Day Two: Tuesday
Up at 8. At computer 8:30. Private email and FB. New instalment of Philip's blog. A prominent child lit person in Sweden has passed away.
9 Work email. Not much yet, but some need substantial responses.
9:25 Prepare a 10-min presentation from a 30-min paper. This is for the symposium “Narration as Transmedial Phenomenon” in Sweden in March. Since it has been at least a week I last worked on it, I takes half an hour to get back into mood. This is the curse of our profession: we get distracted from our research by day-to-day work, and it takes hours to get back. Killing darlings left and right.
10 Watch news in television: earthquake in New Zealand.
10:05 Resume work. Prepare slide show for the presentation.
10:40 Mid-morning coffee. I am not sure whether it counts as work. Staffan and I always discuss what we have done in the morning, what we have read in newspapers and on FB, so in a way it is work.
11 Check and reply to email. Resume work. Time presentation. Cut five more minutes. Save on university server.
11:45 Read draft chapters for the edited volume. State for the umpteenth time that people do not read guidelines: font, spelling, line spacing, right-hand justification, indents, single or double quotes, punctuation, not to mention reference format which you have emphasised in bold. Not one of the four chapters has followed the instructions, to a various degree of deviation - yes, folks, I know you are reading this! My options as an editor: a) send the drafts back to contributors and ask them to revise. This will inevitably delay submission to publisher by several weeks b) make all corrections myself, which will take days of my precious time c) submit as they are and take the risk of reviewers getting furious (which I would be as a reviewer). By the fourth paper, I am completely frustrated. I also know that the authors will be devastated if I point this out for them as they are hundred percent sure that have done everything correct (been there myself). Email my co-editor for advice. Swear once again that I will never edit another volume.
1 Lunch under which I try to complain to Staffan about my contributors, and he reminds me that I have sworn never to edit another volume.
1:25 Back to work. Check email. Nothing urgent, can be saved for later.
1:30 Switch language (mentally and on keyboard). Read through my PhD defence in Sweden in two weeks Since I last worked with it, the book has been printed, and I have to transfer my highlights and Post-its from page proofs to book. Make final amendments. Copy to memory stick and upload on server.Throw away the page proofs.
2:45 Must take a break. Walk in the park. I don't run, hate running, but I walk quickly which is almost as good. You may argue that walking is not work-related, but it is. I have been asked to endorse a children's filmclub campaign with a quote about a film that has changed my life. It has been hovering over me for a while, but during this walk I have it ready. So -
3:30 back to work, switch language, type the quote, send off. Don't know when it will be up, so visit often.

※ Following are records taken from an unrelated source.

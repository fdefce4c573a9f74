//! Document identifiers.

use std::fmt;

use mongodb::bson::Bson;

use crate::error::{Error, Result};

/// Identifies one document within one collection.
#[derive(Debug, Clone, PartialEq, Eq, Hash)]
pub enum DocumentId {
    /// A platform entity: guild, user.
    Entity(u64),
    /// A fixed, named document such as the global blacklist.
    Key(&'static str),
}

impl DocumentId {
    /// Render the id as the `_id` value used by the store.
    ///
    /// # Errors
    /// Entity ids above `i64::MAX` have no BSON integer representation.
    pub fn to_bson(&self) -> Result<Bson> {
        match self {
            Self::Entity(id) => i64::try_from(*id)
                .map(Bson::Int64)
                .map_err(|_| Error::InvalidId(format!("entity id {id} exceeds i64 range"))),
            Self::Key(key) => Ok(Bson::String((*key).to_string())),
        }
    }
}

impl From<u64> for DocumentId {
    fn from(id: u64) -> Self {
        Self::Entity(id)
    }
}

impl fmt::Display for DocumentId {
    fn fmt(&self, f: &mut fmt::Formatter<'_>) -> fmt::Result {
        match self {
            Self::Entity(id) => write!(f, "{id}"),
            Self::Key(key) => f.write_str(key),
        }
    }
}

#[cfg(test)]
mod tests {
    use super::*;

    #[test]
    fn test_to_bson() {
        assert_eq!(DocumentId::Entity(42).to_bson().unwrap(), Bson::Int64(42));
        assert_eq!(
            DocumentId::Key("blacklist").to_bson().unwrap(),
            Bson::String("blacklist".to_string())
        );
    }

    #[test]
    fn test_to_bson_out_of_range() {
        let err = DocumentId::Entity(u64::MAX).to_bson().unwrap_err();
        assert!(matches!(err, Error::InvalidId(_)));
    }
}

3:45 Is it worth trying to do more work today? I have only worked seven hours minus coffee and lunch. OK, another effort. What's next on my list of urgent things to do? Let's read a paper for review. Quite a radical change of hats from editing a volume, with reviewers in mind. When I review a paper (just as when I comment on student work) I make a separate file and type in comments using Track Changes tool. I highlight bits and colour code them according to a principle I cannot explain. Not all of my comments will go into my final report. I must admit that I always start as being hostile toward the paper I am going to read, and it works well, but this is another story (or another blog post).
4:30 Take a break and check mail. Filmclub is happy with my quote, but would like to have one more. So I'll have to go for another walk.
4:35 Resume work
5:30 Realise that I've been working for almost an hour. Have finished reading and taking notes, have started writing my report... Maybe it's time to stop?
Summary: nine hours with breaks for coffee, lunch and walk. I am not sure what I will do tonight, but it won't be work-related.